*** Begin section ***
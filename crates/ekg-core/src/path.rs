// Dweve EKG - Enterprise Knowledge Graph
//
// Copyright (c) 2025 Dweve IP B.V. and individual contributors.
//
// SPDX-License-Identifier: Apache-2.0
//
// Licensed under the Apache License, Version 2.0 (the "License");
// you may not use this file except in compliance with the License.
// You may obtain a copy of the License in the LICENSE file at the
// root of this repository or at: http://www.apache.org/licenses/LICENSE-2.0
//
// Unless required by applicable law or agreed to in writing, software
// distributed under the License is distributed on an "AS IS" BASIS,
// WITHOUT WARRANTIES OR CONDITIONS OF ANY KIND, either express or implied.
// See the License for the specific language governing permissions and
// limitations under the License.

//! Dotted field paths.
//!
//! A path is a `.`-separated list of field names; the empty path denotes
//! the root. Resolution never fails: missing fields, nulls and scalars
//! along the way simply produce no objects.

use crate::value::{Object, Value};

/// Resolve `path` against `root`, fanning out through lists.
///
/// Every object reached by the path is returned, in document order. A list
/// crossed anywhere along the path contributes all of its object elements.
pub fn resolve<'a>(root: &'a Object, path: &str) -> Vec<&'a Object> {
    let mut current = vec![root];
    if path.is_empty() {
        return current;
    }

    for segment in path.split('.') {
        let mut next = Vec::new();
        for object in current {
            if let Some(value) = object.get(segment) {
                collect_objects(value, &mut next);
            }
        }
        if next.is_empty() {
            return next;
        }
        current = next;
    }
    current
}

fn collect_objects<'a>(value: &'a Value, out: &mut Vec<&'a Object>) {
    match value {
        Value::Object(object) => out.push(object),
        Value::List(items) => {
            for item in items {
                collect_objects(item, out);
            }
        }
        _ => {}
    }
}

/// Join a parent path and a field name.
pub fn join(parent: &str, field: &str) -> String {
    if parent.is_empty() {
        field.to_string()
    } else {
        format!("{}.{}", parent, field)
    }
}

/// The part of `path` below `ancestor`, if `path` lies strictly under it.
///
/// Every non-empty path lies under the root.
pub fn relative_to<'a>(path: &'a str, ancestor: &str) -> Option<&'a str> {
    if ancestor.is_empty() {
        return (!path.is_empty()).then_some(path);
    }
    path.strip_prefix(ancestor)?.strip_prefix('.')
}

/// The first segment of a path.
pub fn first_segment(path: &str) -> &str {
    path.split('.').next().unwrap_or(path)
}

/// Number of leading segments two paths share.
pub fn common_prefix_len(a: &str, b: &str) -> usize {
    if a.is_empty() || b.is_empty() {
        return 0;
    }
    a.split('.')
        .zip(b.split('.'))
        .take_while(|(x, y)| x == y)
        .count()
}

/// Structural plausibility of a `(from, to)` path pair.
///
/// A pair is kept when the source is the root, when one path lies under
/// the other, or when both share at least one leading segment.
pub fn is_plausible_pair(from: &str, to: &str) -> bool {
    from.is_empty()
        || relative_to(to, from).is_some()
        || relative_to(from, to).is_some()
        || common_prefix_len(from, to) > 0
}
*** End section ***
**ASSIGNMENT:** From the data above, output only the lines between the line containing "out through lists." and the line containing "its object elements.", inclusive, exactly as written.

**ANSWER TO THIS TASK:**
/// Resolve `path` against `root`, fanning out through lists.
///
/// Every object reached by the path is returned, in document order. A list
/// crossed anywhere along the path contributes all of its object elements.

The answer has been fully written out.